As the Netherlands prepare to face hosts England in the opening match of the World Twenty20, it is high time we reacquaint you with a few key members of this eclectic rabble.

First up is Dirk Nannes, the former World Cup skier and Middlesex bowler, who hastily swapped his allegiance to the Dutch side after repeated omissions from the Australia squad.

The left-hander, who when asked to describe his pace simply replied 'scary', is less Frank 'Typhoon' Tyson, and more James 'Typhoo tea' Kirtley, but could still shock the England batsmen.

Nannes, to whom modesty is gross negligence for aspiring cricketers, reflected on Cricket Australia's ignorance of his talents in less than compromising terms.

"To not get picked flies in the face of picking your best team," he said tactfully, while checking his passport.

"I doubt many of the people in that squad would have a better record than me, even the big boys, so clearly I'm playing the wrong sport." Clearly.

As if the official Netherlands merchandise were not selling quickly enough already, the ICC drafted in a rather tantalising model to flaunt the kit, and no, it was not Michael Yardy, nor Robert Key.

Meanwhile, the tournament director and former South Africa seam-wobbler Steve Elworthy was typically understated when asked about the prospects of the event, branding it as an 'epic homecoming'.

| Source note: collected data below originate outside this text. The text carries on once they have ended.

#[cfg(test)]
mod tests {
    use super::*;
    use outlay_core::YearMonth;
    use time::Month;
    use rust_decimal_macros::dec;

    fn register(storage: &SqliteStorage, email: &str) -> UserId {
        storage
            .create_user(&NewUser {
                email: email.to_string(),
                name: "Test".to_string(),
                password_hash: "$argon2id$stub".to_string(),
            })
            .unwrap()
            .id
    }

    fn new_expense(amount: Decimal, date: Date, category: Category) -> NewExpense {
        NewExpense {
            amount,
            category,
            date,
            description: "note".to_string(),
        }
    }

    fn date(year: i32, month: Month, day: u8) -> Date {
        Date::from_calendar_date(year, month, day).unwrap()
    }

    #[test]
    fn test_sqlite_user_roundtrip() {
        let storage = SqliteStorage::new(":memory:").unwrap();
        let id = register(&storage, "alice@example.com");

        let user = storage.get_user(id).unwrap();
        assert_eq!(user.email, "alice@example.com");
        assert_eq!(user.password_hash, "$argon2id$stub");

        let found = storage.find_user_by_email("alice@example.com").unwrap();
        assert_eq!(found.map(|u| u.id), Some(id));
        assert!(storage.find_user_by_email("nobody@example.com").unwrap().is_none());
        assert!(matches!(storage.get_user(Uuid::new_v4()), Err(StorageError::UserNotFound(_))));
    }

    #[test]
    fn test_sqlite_duplicate_email() {
        let storage = SqliteStorage::new(":memory:").unwrap();
        register(&storage, "alice@example.com");
        let err = storage
            .create_user(&NewUser {
                email: "alice@example.com".to_string(),
                name: "Again".to_string(),
                password_hash: "x".to_string(),
            })
            .unwrap_err();
        assert!(matches!(err, StorageError::EmailTaken(_)));
    }

    #[test]
    fn test_sqlite_expense_crud() {
        let storage = SqliteStorage::new(":memory:").unwrap();
        let owner = register(&storage, "alice@example.com");

        let created = storage
            .create_expense(owner, &new_expense(dec!(12.34), date(2024, Month::March, 2), Category::Food))
            .unwrap();
        let fetched = storage.get_expense(owner, created.id).unwrap();
        assert_eq!(fetched, created);

        let updated = storage
            .update_expense(
                owner,
                created.id,
                &ExpensePatch {
                    category: Some(Category::Shopping),
                    description: Some(String::new()),
                    ..ExpensePatch::default()
                },
            )
            .unwrap();
        assert_eq!(updated.category, Category::Shopping);
        assert_eq!(updated.description, "");
        assert_eq!(updated.amount, dec!(12.34));
        assert_eq!(storage.get_expense(owner, created.id).unwrap(), updated);

        storage.delete_expense(owner, created.id).unwrap();
        assert!(matches!(
            storage.get_expense(owner, created.id),
            Err(StorageError::ExpenseNotFound(_))
        ));
    }

    #[test]
    fn test_sqlite_owner_scoping() {
        let storage = SqliteStorage::new(":memory:").unwrap();
        let alice = register(&storage, "alice@example.com");
        let bob = register(&storage, "bob@example.com");

        let expense = storage
            .create_expense(alice, &new_expense(dec!(5), date(2024, Month::March, 2), Category::Bills))
            .unwrap();

        assert!(matches!(storage.get_expense(bob, expense.id), Err(StorageError::ExpenseNotFound(_))));
        assert!(matches!(
            storage.update_expense(bob, expense.id, &ExpensePatch { amount: Some(dec!(1)), ..ExpensePatch::default() }),
            Err(StorageError::ExpenseNotFound(_))
        ));
        assert!(matches!(storage.delete_expense(bob, expense.id), Err(StorageError::ExpenseNotFound(_))));
        assert!(storage.list_expenses(bob, &ExpenseFilter::default()).unwrap().is_empty());
        assert_eq!(storage.get_expense(alice, expense.id).unwrap().amount, dec!(5));
    }

    #[test]
    fn test_sqlite_list_filters_and_order() {
        let storage = SqliteStorage::new(":memory:").unwrap();
        let owner = register(&storage, "alice@example.com");

        storage.create_expense(owner, &new_expense(dec!(1), date(2024, Month::January, 31), Category::Food)).unwrap();
        storage.create_expense(owner, &new_expense(dec!(2), date(2024, Month::February, 1), Category::Food)).unwrap();
        storage.create_expense(owner, &new_expense(dec!(3), date(2024, Month::February, 29), Category::Travel)).unwrap();
        storage.create_expense(owner, &new_expense(dec!(4), date(2024, Month::March, 1), Category::Food)).unwrap();

        let all = storage.list_expenses(owner, &ExpenseFilter::default()).unwrap();
        let amounts: Vec<Decimal> = all.iter().map(|e| e.amount).collect();
        assert_eq!(amounts, vec![dec!(4), dec!(3), dec!(2), dec!(1)]);

        let february = ExpenseFilter {
            category: None,
            month: Some(YearMonth::new(2024, Month::February)),
        };
        let amounts: Vec<Decimal> = storage
            .list_expenses(owner, &february)
            .unwrap()
            .iter()
            .map(|e| e.amount)
            .collect();
        assert_eq!(amounts, vec![dec!(3), dec!(2)]);

        let february_food = ExpenseFilter {
            category: Some(Category::Food),
            ..february
        };
        let only = storage.list_expenses(owner, &february_food).unwrap();
        assert_eq!(only.len(), 1);
        assert_eq!(only[0].amount, dec!(2));
    }

    #[test]
    fn test_sqlite_extreme_years_round_trip() {
        let storage = SqliteStorage::new(":memory:").unwrap();
        let owner = register(&storage, "alice@example.com");
        for day in [date(1, Month::January, 1), date(9999, Month::December, 31)] {
            storage
                .create_expense(owner, &new_expense(dec!(1), day, Category::Other))
                .unwrap();
        }

        let dates: Vec<Date> = storage
            .list_expenses(owner, &ExpenseFilter::default())
            .unwrap()
            .iter()
            .map(|e| e.date)
            .collect();
        assert_eq!(dates, vec![date(9999, Month::December, 31), date(1, Month::January, 1)]);

        let stored: String = storage
            .conn()
            .unwrap()
            .query_row("SELECT date FROM expenses ORDER BY date LIMIT 1", [], |row| row.get(0))
            .unwrap();
        assert_eq!(stored, "0001-01-01");
    }

    #[test]
    fn test_sqlite_persists_across_reopen() {
        let dir = tempfile::tempdir().unwrap();
        let path = dir.path().join("outlay.db");
        let path = path.to_str().unwrap();

        let (owner, id) = {
            let storage = SqliteStorage::new(path).unwrap();
            let owner = register(&storage, "alice@example.com");
            let expense = storage
                .create_expense(owner, &new_expense(dec!(9.99), date(2024, Month::May, 5), Category::Other))
                .unwrap();
            (owner, expense.id)
        };

        let reopened = SqliteStorage::new(path).unwrap();
        let expense = reopened.get_expense(owner, id).unwrap();
        assert_eq!(expense.amount, dec!(9.99));
        assert_eq!(expense.category, Category::Other);
        reopened.ping().unwrap();
    }
}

One man to whom searing banter is staple diet, is Netherlands captain and wicket-keeper Jeroen Smits, nicknamed 'the Piglet', who states that he is "constantly initiating practical jokes". How his gags go down with the rest of the team, though, is anyone's guess.

Smits combined defiance with unconvincing confidence when asked whether his side would be intimidated by England.

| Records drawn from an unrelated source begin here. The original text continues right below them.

use axum::{
    http::StatusCode,
    response::{IntoResponse, Response},
    Json,
};
use outlay_core::{StorageError, SummaryOverflow, ValidationError};
use serde::Serialize;
use thiserror::Error;

use crate::{password::PasswordError, token::TokenError};

/// Every failure a handler can return. The `Display` text is exactly what
/// the client sees; internal details stay in the logs.
#[derive(Debug, Error)]
pub enum ApiError {
    #[error("{0}")]
    Validation(#[from] ValidationError),
    #[error("Invalid request body")]
    InvalidBody,
    #[error("Invalid expense ID")]
    InvalidExpenseId,
    #[error("Not authenticated")]
    Unauthenticated,
    #[error("Invalid email or password")]
    InvalidCredentials,
    #[error("User not found")]
    UserNotFound,
    #[error("Expense not found")]
    ExpenseNotFound,
    #[error("Account with this email already exists")]
    EmailTaken,
    #[error("Internal server error")]
    Internal(String),
}

#[derive(Serialize)]
struct ErrorBody {
    success: bool,
    error: String,
}

impl ApiError {
    pub fn status(&self) -> StatusCode {
        match self {
            ApiError::Validation(_) | ApiError::InvalidBody | ApiError::InvalidExpenseId => {
                StatusCode::BAD_REQUEST
            }
            ApiError::Unauthenticated | ApiError::InvalidCredentials => StatusCode::UNAUTHORIZED,
            ApiError::UserNotFound | ApiError::ExpenseNotFound => StatusCode::NOT_FOUND,
            ApiError::EmailTaken => StatusCode::CONFLICT,
            ApiError::Internal(_) => StatusCode::INTERNAL_SERVER_ERROR,
        }
    }
}

impl From<StorageError> for ApiError {
    fn from(e: StorageError) -> Self {
        match e {
            StorageError::EmailTaken(_) => ApiError::EmailTaken,
            StorageError::UserNotFound(_) => ApiError::UserNotFound,
            StorageError::ExpenseNotFound(_) => ApiError::ExpenseNotFound,
            other => ApiError::Internal(other.to_string()),
        }
    }
}

impl From<SummaryOverflow> for ApiError {
    fn from(e: SummaryOverflow) -> Self {
        ApiError::Internal(e.to_string())
    }
}

impl From<PasswordError> for ApiError {
    fn from(e: PasswordError) -> Self {
        ApiError::Internal(e.to_string())
    }
}

impl From<TokenError> for ApiError {
    fn from(e: TokenError) -> Self {
        ApiError::Internal(e.to_string())
    }
}

impl From<tokio::task::JoinError> for ApiError {
    fn from(e: tokio::task::JoinError) -> Self {
        ApiError::Internal(e.to_string())
    }
}

impl IntoResponse for ApiError {
    fn into_response(self) -> Response {
        if let ApiError::Internal(detail) = &self {
            tracing::error!(error = %detail, "Request failed");
        }
        let body = ErrorBody {
            success: false,
            error: self.to_string(),
        };
        (self.status(), Json(body)).into_response()
    }
}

The skipper replied insightfully: "No, we are Dutch", to equally bemuse and entertain those present at the pre-tournament press conference. "Any further questions to Mr Smits?" "No. Thanks."

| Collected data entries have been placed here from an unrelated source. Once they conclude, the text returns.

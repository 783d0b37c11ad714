use std::sync::Arc;

use anyhow::Context;
use clap::Parser;
use outlay::{
    api::{build_router, AppState},
    config::{CliArgs, Command, Config},
    report::run_report,
    storage::{open_storage, StorageBackend},
    telemetry::{init_logging, install_metrics},
    token::TokenSigner,
};
use time::Duration;
use tokio::signal;

#[tokio::main]
async fn main() -> anyhow::Result<()> {
    let cli = CliArgs::parse();
    let config = Config::load(&cli);
    init_logging(&config.logging);

    let storage = open_storage(&config.storage).context("failed to open storage")?;

    match cli.command.clone().unwrap_or(Command::Serve) {
        Command::Serve => serve(config, storage).await,
        Command::Report {
            email,
            month,
            category,
        } => {
            let summary = run_report(
                storage.as_ref(),
                &email,
                month.as_deref(),
                category.as_deref(),
            )?;
            println!("{}", summary);
            Ok(())
        }
    }
}

async fn serve(config: Config, storage: Arc<dyn StorageBackend>) -> anyhow::Result<()> {
    let ttl = Duration::days(i64::from(config.auth.token_ttl_days));
    let tokens = match config.auth.jwt_secret.as_deref() {
        Some(secret) if !secret.is_empty() => TokenSigner::new(secret, ttl),
        _ => {
            tracing::warn!("No JWT secret configured; sessions will not survive a restart");
            TokenSigner::random(ttl)
        }
    };

    let metrics = if config.metrics.enabled {
        install_metrics()
    } else {
        None
    };

    let state = AppState::new(storage, tokens)
        .with_cookie_secure(config.auth.cookie_secure)
        .with_metrics(metrics);
    let app = build_router(Arc::new(state));

    let addr = config
        .listen_addr()
        .context("invalid server host or port")?;
    tracing::info!(%addr, "API listening");

    axum::Server::bind(&addr)
        .serve(app.into_make_service())
        .with_graceful_shutdown(shutdown_signal())
        .await
        .context("server error")?;

    tracing::info!("Server stopped");
    Ok(())
}

async fn shutdown_signal() {
    let ctrl_c = async {
        if let Err(e) = signal::ctrl_c().await {
            tracing::error!(error = %e, "Failed to listen for Ctrl+C");
            std::future::pending::<()>().await;
        }
    };

    #[cfg(unix)]
    let terminate = async {
        match signal::unix::signal(signal::unix::SignalKind::terminate()) {
            Ok(mut stream) => {
                stream.recv().await;
            }
            Err(e) => {
                tracing::error!(error = %e, "Failed to listen for SIGTERM");
                std::future::pending::<()>().await;
            }
        }
    };

    #[cfg(not(unix))]
    let terminate = std::future::pending::<()>();

    tokio::select! {
        _ = ctrl_c => {},
        _ = terminate => {},
    }
    tracing::info!("Shutdown signal received");
}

Ryan ten Doeschate of Essex (pictured, right) is the poster boy of the Dutch side, and fulfils the frankly vital criteria of being a 'huge hitting, skiddy bowling, big smiling' all-rounder'. A description which would have been apt for one Phil De Freitas, with the exception of the huge hitting and skiddy bowling, obviously.

Darron Reekers is a New Zealand-born self-proclaimed 'Jack of all trades', and resembles the kind of perma-festively plump man you would trust to do a damn fine job of your decking.

But before anyone is caught smirking at the 36-year-old's cricketing profile, let us not forget that he scored 196 runs off 117 balls against Norway in the European Championship Division One last season - no mean feat.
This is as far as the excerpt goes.